TASK TO COMPLETE - Each line of the data below that contains "NativeFs" must be copied.

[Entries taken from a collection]

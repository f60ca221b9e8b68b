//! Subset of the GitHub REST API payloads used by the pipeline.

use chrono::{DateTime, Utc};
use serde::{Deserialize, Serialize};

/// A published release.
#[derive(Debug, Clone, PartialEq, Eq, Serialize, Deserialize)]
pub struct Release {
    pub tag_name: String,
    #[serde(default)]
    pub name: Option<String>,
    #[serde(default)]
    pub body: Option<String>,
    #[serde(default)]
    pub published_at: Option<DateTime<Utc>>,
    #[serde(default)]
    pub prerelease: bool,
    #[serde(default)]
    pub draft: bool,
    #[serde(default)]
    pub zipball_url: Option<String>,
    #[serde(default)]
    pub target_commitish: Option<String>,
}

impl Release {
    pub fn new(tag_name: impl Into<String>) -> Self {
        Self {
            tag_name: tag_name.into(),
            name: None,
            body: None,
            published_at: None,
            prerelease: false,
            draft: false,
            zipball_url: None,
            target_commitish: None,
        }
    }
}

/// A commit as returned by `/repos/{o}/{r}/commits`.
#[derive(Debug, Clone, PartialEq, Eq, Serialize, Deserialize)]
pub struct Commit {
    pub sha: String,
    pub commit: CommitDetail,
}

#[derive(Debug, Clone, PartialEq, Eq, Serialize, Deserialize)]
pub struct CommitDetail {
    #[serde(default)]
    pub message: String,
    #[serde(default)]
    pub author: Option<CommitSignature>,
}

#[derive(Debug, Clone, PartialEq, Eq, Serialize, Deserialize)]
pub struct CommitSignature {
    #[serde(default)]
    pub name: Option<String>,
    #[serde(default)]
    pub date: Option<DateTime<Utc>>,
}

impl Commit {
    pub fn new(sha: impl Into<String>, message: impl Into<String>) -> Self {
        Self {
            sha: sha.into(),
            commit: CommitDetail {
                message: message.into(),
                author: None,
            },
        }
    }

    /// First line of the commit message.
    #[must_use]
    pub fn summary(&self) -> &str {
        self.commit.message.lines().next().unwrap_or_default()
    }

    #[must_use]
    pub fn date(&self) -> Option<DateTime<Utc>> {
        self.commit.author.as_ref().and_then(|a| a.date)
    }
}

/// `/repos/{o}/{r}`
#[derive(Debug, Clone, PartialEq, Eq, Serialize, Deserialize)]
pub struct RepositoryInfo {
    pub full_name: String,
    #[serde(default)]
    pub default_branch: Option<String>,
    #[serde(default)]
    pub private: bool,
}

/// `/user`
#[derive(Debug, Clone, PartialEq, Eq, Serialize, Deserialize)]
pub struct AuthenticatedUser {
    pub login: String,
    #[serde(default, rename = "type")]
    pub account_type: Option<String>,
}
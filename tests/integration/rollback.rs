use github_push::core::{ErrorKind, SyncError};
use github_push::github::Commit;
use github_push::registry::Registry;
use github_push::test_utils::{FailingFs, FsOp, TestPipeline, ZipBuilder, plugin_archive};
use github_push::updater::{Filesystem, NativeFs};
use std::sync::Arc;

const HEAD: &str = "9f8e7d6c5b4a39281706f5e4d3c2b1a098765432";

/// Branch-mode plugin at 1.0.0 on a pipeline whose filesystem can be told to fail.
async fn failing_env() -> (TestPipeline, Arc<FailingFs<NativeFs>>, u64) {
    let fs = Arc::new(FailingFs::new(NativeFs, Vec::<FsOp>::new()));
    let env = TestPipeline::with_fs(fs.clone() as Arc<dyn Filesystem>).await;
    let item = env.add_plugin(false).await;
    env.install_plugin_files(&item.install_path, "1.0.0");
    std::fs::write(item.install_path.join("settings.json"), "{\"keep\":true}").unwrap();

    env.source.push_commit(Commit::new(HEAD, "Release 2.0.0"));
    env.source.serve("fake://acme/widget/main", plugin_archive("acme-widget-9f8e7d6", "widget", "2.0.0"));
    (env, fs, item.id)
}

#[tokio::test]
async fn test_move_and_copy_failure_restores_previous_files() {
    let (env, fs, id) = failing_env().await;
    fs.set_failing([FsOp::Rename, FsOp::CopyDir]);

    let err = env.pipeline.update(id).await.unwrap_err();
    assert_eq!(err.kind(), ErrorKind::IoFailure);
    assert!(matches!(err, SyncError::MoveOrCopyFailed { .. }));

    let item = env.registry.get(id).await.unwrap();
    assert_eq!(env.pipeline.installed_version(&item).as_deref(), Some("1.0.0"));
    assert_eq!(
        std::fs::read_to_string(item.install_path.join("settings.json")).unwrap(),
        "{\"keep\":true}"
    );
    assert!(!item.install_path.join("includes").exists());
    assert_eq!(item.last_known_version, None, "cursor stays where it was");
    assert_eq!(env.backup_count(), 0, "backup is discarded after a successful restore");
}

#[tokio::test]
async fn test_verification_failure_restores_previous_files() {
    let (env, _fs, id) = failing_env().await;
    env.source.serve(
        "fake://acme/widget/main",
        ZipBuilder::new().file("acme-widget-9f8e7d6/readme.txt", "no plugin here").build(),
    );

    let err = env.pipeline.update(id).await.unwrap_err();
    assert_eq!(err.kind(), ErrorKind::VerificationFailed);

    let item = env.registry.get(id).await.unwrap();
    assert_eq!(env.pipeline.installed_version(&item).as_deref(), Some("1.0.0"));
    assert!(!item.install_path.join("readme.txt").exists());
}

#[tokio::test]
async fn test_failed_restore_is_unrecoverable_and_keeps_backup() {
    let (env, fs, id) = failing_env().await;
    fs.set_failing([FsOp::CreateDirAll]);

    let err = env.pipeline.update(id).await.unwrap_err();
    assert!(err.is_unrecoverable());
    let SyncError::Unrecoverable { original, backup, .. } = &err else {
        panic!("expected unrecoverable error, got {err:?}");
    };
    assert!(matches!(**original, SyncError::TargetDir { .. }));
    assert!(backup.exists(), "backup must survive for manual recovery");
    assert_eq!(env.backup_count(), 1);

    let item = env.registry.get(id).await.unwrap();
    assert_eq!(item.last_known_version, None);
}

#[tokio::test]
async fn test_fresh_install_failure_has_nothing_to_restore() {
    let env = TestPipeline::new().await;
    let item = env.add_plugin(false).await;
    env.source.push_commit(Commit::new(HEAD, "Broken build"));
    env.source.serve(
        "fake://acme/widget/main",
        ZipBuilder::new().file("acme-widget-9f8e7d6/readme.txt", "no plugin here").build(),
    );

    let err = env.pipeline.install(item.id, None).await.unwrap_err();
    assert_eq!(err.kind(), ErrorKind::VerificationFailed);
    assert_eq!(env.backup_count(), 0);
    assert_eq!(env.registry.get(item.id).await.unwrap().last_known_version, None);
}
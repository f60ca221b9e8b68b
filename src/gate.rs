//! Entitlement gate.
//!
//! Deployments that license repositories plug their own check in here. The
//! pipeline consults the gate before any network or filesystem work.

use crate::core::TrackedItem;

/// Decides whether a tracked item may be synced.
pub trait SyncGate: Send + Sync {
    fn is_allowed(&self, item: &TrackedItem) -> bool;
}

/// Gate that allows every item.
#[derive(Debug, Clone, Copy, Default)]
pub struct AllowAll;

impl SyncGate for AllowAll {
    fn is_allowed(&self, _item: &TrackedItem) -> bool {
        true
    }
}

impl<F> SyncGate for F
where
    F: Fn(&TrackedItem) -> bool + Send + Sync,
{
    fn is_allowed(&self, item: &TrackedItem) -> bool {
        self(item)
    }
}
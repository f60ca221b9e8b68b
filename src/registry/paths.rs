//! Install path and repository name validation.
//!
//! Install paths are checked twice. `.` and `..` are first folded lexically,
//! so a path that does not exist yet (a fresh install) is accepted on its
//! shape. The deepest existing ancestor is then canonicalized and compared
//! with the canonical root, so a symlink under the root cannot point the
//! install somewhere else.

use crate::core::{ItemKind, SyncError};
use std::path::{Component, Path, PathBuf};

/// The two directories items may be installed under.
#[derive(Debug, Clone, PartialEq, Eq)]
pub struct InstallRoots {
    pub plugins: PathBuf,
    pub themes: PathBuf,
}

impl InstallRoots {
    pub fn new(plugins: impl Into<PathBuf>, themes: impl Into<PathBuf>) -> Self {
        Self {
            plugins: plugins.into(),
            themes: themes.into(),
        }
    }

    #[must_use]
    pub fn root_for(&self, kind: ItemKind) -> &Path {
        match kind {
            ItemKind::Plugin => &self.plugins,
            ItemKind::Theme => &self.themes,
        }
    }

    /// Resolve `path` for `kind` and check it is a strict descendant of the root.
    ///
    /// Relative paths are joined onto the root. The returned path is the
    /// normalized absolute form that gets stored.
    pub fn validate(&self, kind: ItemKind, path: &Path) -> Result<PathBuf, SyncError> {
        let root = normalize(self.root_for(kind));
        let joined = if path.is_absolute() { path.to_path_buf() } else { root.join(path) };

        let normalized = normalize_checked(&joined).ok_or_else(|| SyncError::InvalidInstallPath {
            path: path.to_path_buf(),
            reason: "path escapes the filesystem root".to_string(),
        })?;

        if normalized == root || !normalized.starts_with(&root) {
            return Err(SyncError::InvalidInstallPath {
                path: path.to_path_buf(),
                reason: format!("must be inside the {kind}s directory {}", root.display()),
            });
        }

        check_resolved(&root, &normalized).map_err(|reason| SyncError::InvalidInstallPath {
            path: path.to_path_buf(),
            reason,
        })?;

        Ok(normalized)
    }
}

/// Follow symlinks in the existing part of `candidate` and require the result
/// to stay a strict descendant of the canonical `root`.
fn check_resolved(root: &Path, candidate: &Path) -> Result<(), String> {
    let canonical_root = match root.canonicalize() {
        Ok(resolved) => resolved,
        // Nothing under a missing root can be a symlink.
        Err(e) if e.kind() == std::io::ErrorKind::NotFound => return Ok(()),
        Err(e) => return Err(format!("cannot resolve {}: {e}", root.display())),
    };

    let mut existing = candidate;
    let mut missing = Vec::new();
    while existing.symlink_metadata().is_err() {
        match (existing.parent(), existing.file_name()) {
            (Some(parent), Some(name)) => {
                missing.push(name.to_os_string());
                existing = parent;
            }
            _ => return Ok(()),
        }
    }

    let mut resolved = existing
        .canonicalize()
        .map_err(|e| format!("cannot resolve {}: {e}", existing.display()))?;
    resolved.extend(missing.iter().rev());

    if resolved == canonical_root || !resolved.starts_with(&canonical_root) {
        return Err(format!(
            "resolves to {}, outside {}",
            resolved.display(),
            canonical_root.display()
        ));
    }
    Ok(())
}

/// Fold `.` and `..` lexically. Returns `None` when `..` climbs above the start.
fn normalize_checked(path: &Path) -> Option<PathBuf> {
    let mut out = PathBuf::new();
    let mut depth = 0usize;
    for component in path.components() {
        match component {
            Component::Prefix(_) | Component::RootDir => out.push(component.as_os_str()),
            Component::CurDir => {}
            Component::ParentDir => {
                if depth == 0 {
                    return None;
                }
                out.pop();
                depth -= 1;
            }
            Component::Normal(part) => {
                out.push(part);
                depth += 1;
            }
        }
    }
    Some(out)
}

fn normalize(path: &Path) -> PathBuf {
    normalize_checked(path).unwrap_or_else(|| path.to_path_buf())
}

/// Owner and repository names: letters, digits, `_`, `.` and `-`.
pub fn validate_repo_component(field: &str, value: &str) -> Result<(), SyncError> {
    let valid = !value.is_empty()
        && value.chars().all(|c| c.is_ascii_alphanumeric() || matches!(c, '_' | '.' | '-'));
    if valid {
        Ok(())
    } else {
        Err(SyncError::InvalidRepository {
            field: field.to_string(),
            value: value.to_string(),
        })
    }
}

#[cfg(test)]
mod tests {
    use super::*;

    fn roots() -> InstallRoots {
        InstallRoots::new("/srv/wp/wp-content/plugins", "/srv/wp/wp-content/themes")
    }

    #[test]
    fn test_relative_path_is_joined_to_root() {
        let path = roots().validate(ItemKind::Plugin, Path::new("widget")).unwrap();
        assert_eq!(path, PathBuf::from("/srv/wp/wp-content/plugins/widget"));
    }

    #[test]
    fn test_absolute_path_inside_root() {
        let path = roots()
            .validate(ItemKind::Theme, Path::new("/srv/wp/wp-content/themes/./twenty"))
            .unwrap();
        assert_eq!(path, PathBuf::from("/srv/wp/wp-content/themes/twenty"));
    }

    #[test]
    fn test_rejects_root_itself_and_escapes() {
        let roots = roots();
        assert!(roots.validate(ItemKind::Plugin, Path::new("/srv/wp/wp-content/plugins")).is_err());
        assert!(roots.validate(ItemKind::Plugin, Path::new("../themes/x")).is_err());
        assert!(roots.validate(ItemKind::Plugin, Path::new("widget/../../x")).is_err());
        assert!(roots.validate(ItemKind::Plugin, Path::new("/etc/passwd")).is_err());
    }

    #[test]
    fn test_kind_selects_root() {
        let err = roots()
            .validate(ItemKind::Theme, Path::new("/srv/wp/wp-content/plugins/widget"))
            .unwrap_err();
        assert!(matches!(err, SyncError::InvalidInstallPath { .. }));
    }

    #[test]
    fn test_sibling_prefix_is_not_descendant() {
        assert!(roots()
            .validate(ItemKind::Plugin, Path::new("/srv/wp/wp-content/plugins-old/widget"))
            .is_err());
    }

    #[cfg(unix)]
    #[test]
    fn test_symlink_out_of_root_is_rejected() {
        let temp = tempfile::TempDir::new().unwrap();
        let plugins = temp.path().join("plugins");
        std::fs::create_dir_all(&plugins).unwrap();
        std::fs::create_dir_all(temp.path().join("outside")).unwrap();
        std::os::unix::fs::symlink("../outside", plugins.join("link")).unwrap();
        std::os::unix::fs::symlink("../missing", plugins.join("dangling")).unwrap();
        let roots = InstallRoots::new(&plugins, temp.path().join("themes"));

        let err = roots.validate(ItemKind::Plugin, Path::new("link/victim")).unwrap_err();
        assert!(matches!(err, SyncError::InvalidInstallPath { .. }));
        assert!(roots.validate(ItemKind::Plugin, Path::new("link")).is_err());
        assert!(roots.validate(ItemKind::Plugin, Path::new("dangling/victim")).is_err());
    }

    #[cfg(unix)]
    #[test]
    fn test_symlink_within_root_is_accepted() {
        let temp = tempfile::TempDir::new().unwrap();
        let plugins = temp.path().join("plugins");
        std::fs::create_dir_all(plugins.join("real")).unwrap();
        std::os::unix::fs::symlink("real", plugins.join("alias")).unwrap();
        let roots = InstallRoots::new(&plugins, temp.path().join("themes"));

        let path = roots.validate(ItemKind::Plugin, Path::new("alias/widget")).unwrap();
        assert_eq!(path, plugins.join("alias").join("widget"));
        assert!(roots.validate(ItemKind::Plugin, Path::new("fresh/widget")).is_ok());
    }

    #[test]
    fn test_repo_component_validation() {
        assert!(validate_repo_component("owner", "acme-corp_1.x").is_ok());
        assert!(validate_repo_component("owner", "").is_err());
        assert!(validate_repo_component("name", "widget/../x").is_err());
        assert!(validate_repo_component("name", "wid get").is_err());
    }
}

...

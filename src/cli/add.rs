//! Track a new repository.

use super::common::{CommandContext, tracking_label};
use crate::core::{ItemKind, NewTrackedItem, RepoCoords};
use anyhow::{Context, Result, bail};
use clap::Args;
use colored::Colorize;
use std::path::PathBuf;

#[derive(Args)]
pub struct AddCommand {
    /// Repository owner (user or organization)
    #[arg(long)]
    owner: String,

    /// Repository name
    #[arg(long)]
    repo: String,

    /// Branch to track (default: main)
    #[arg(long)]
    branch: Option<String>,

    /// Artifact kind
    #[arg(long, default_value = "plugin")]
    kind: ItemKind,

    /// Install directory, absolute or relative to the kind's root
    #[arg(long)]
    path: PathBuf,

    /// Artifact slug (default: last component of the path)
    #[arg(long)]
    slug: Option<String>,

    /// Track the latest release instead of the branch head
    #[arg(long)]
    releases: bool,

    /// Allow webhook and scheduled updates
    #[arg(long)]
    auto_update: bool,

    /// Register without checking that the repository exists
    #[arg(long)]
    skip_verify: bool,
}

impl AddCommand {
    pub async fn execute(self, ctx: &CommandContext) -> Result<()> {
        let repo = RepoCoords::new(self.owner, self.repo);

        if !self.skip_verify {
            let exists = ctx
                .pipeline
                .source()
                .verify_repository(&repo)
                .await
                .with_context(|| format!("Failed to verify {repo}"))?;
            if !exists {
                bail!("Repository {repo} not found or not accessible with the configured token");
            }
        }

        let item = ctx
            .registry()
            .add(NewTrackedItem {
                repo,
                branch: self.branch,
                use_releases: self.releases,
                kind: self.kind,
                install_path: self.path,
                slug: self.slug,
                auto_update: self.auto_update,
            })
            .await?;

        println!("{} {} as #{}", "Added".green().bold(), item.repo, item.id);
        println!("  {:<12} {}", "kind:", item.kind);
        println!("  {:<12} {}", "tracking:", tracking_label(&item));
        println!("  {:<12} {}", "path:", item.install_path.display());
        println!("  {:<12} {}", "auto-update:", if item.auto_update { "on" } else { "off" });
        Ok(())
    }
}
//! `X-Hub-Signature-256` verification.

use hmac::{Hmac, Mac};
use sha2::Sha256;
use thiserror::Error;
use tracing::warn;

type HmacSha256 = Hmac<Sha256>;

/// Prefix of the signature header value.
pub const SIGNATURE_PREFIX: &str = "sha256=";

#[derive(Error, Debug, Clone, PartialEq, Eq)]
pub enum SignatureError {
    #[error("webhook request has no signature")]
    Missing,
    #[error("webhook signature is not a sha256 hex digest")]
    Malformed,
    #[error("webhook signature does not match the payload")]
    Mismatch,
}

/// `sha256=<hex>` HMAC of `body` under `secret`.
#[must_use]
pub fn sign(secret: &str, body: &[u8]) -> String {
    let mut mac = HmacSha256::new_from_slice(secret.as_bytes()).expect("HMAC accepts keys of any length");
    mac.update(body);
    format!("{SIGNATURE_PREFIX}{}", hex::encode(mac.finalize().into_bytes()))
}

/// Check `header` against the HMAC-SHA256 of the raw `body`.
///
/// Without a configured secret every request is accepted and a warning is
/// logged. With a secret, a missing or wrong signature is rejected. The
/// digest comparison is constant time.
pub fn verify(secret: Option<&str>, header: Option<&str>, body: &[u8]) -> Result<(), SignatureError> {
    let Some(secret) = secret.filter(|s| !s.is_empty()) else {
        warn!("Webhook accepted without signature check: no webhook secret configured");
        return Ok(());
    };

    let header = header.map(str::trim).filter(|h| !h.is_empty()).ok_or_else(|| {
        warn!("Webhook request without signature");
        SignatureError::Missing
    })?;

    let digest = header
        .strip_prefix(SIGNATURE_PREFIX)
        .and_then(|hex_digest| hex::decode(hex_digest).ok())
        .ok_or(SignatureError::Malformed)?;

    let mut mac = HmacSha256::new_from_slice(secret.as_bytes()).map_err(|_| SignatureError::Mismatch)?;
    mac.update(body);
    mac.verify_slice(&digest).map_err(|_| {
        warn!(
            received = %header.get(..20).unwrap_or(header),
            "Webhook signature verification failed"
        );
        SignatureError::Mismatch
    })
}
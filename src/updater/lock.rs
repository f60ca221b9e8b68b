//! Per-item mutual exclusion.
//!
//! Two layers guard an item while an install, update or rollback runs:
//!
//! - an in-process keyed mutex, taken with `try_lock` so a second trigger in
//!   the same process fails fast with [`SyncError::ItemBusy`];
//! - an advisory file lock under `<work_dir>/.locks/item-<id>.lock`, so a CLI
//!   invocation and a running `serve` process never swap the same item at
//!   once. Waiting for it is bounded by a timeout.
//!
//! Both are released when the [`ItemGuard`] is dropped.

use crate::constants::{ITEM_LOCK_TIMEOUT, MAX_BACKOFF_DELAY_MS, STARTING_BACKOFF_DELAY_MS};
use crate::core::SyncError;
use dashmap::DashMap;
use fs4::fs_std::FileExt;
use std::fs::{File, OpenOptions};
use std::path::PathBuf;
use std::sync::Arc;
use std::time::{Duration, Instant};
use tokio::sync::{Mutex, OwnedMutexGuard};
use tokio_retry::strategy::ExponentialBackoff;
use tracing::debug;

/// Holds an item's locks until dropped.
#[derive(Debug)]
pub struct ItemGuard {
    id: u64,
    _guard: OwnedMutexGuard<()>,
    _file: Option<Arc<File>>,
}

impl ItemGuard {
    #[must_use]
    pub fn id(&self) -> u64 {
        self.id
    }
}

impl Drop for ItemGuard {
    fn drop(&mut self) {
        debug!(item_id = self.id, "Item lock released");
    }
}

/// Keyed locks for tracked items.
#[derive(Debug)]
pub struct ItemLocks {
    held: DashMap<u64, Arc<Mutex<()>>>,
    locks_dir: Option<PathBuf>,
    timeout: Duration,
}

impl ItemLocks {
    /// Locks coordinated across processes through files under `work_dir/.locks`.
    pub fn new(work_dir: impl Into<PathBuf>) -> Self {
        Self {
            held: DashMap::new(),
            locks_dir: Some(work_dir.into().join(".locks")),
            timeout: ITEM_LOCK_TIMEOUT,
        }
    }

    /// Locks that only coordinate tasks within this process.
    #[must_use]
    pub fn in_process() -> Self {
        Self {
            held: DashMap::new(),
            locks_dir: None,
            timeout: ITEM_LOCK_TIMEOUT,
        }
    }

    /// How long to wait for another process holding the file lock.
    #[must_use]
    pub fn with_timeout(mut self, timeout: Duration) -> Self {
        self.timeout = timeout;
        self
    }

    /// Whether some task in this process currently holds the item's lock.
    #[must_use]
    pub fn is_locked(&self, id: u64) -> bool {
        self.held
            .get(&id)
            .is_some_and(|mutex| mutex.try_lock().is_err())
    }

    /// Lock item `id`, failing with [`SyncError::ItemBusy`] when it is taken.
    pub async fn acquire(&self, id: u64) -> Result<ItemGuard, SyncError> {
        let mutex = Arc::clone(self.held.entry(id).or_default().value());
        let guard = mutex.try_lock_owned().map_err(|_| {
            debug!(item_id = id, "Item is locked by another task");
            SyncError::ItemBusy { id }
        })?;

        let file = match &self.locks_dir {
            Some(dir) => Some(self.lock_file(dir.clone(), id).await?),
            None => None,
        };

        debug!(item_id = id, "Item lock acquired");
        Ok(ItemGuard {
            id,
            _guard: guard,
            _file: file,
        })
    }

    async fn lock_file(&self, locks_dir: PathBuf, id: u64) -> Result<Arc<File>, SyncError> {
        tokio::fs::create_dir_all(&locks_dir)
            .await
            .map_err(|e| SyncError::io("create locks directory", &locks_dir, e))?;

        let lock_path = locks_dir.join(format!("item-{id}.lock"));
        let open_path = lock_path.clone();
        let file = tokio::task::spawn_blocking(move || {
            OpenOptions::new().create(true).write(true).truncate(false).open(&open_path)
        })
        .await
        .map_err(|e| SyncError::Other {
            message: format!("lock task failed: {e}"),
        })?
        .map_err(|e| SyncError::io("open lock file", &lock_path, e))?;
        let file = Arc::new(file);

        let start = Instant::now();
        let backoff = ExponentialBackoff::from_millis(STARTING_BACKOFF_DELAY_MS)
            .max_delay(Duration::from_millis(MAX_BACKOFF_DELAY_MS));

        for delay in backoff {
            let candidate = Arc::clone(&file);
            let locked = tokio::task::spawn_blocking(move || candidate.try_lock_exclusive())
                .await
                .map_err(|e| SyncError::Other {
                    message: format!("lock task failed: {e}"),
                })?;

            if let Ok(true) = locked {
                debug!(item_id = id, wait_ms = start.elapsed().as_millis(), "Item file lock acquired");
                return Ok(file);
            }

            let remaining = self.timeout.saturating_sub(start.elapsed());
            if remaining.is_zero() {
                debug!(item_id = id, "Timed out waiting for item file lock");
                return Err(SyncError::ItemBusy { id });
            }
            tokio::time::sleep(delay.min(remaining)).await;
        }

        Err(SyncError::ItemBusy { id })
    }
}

SOLVED EXERCISE -
use github_push::updater::{Filesystem, NativeFs};
async fn failing_env() -> (TestPipeline, Arc<FailingFs<NativeFs>>, u64) {
    let fs = Arc::new(FailingFs::new(NativeFs, Vec::<FsOp>::new()));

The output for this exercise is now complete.